1 Reply Latest reply on Jan 6, 2012 5:45 PM by twic

    Configuring IdentityLoginModule in JBoss AS

    oeuftete

      I have a web application that I am trying to access in JBoss using the IdentityLoginModule.  It seems like it should be straightforward, but I am having problems.

       

      I have added the following <application-policy> in login-config.xml:

       

          <application-policy name="demo">
              <authentication>
                  <login-module code="org.jboss.security.auth.spi.IdentityLoginModule"
                               flag="required">
                      <module-option name="principal">bfranklin</module-option>
                      <module-option name="roles">user</module-option>
                  </login-module>
              </authentication>
          </application-policy>

       

      From my understanding, any successful login with this policy should result in the user being logged in as the user "bfranklin".

       

      Now I log into my application as "mtwain".  I would have expected the actual login to be "bfranklin" when the application main page loads, but it ends up being "mtwain". The application retrieves the logged in user via GetRemoteUser and displays it on that page. And it displays "mtwain".

       

      I have confirmed that the getIdentity method is in fact returning "bfranklin".

       

      Am I missing something here?  Is there somethine else that needs to be configured?

       

      Thanks,

       

      -- Greg

        • 1. Re: Configuring IdentityLoginModule in JBoss AS
          twic

          I don't see this behaviour.

           

          I've written a small webapp to experiment with authentication; at one point, it was using the Identity login module.
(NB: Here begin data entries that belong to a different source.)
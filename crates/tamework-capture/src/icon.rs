//! Filled-item icon selection

use tamework_core::{matches_required, AttachmentMap, FeatureConfig, FeatureRegistry, IconOverride};
use tracing::info;

/// Config whose icon settings apply to a capture with `config`
///
/// When the config names a filled item id that is itself registered, the
/// filled item's settings win.
pub fn icon_config<'a>(config: &'a FeatureConfig, registry: &'a FeatureRegistry) -> &'a FeatureConfig {
    config
        .filled_item_id()
        .and_then(|filled| registry.get(filled.as_str()))
        .unwrap_or(config)
}

/// First override, in declared order, whose required attachments all
/// appear in `attachments`
pub fn matching_override<'a>(
    overrides: &'a [IconOverride],
    attachments: &AttachmentMap,
) -> Option<&'a IconOverride> {
    overrides
        .iter()
        .find(|candidate| matches_required(&candidate.required_attachments, attachments))
}

/// Icon of the matching override, falling back to `default`
pub fn select_icon<'a>(
    overrides: &'a [IconOverride],
    default: Option<&'a str>,
    attachments: Option<&AttachmentMap>,
) -> Option<&'a str> {
    attachments
        .and_then(|attachments| matching_override(overrides, attachments))
        .map(|matched| matched.icon.as_str())
        .or(default)
}

/// Resolve the icon a filled item should show for a captured creature
pub fn resolve_filled_icon(
    config: &FeatureConfig,
    registry: &FeatureRegistry,
    attachments: Option<&AttachmentMap>,
    item: &str,
) -> Option<String> {
    let config = icon_config(config, registry);
    let default = config.spawner_icon_default.clone();
    if config.spawner_icon_overrides.is_empty() {
        return default;
    }
    let Some(attachments) = attachments else {
        return default;
    };

    match matching_override(&config.spawner_icon_overrides, attachments) {
        Some(matched) => {
            info!(item, icon = %matched.icon, "icon override matched");
            Some(matched.icon.clone())
        }
        None => {
            info!(item, "no icon override matched");
            default
        }
    }
}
See (note that this is not the tip r revision):

           

          https://bitbucket.org/twic/jaasdemowebapp/src/49da1063bb2b/

           

          If i start that and hit the JAASServlet, entering any username and password i like, then it prints output like:

           

          <pre>

          22:24:56,916 INFO  [li.earth.urchin.twic.web.JAASServlet] (http--127.0.0.1-8080-1) Servlet: user = guest

          22:24:56,916 INFO  [li.earth.urchin.twic.web.JAASServlet] (http--127.0.0.1-8080-1) Servlet: isUserInRole(User) = true

          22:24:56,917 INFO  [li.earth.urchin.twic.web.JAASServlet] (http--127.0.0.1-8080-1) Servlet: isUserInRole(NoSuchRole) = false

          22:24:56,917 INFO  [li.earth.urchin.twic.web.JAASServlet] (http--127.0.0.1-8080-1) Servlet: principal = guest

          </pre>

           

          If you want to try that code, check it out, install Ivy, set up an ivysettings.xml that suits you, define an IVY_HOME environment variable to point to the directory where the Ivy jars are, and an IVY_SETTINGS environment variableto point to the ivysettings.xml, run get-dependencies.sh to download the libraries, compile the code from src into deployments/jaas-demo.war/WEB-INF/classes, run build-server.sh, then either copy the whole lot into $JBOSS_HOME/standalone and start JBoss, or start it some other way.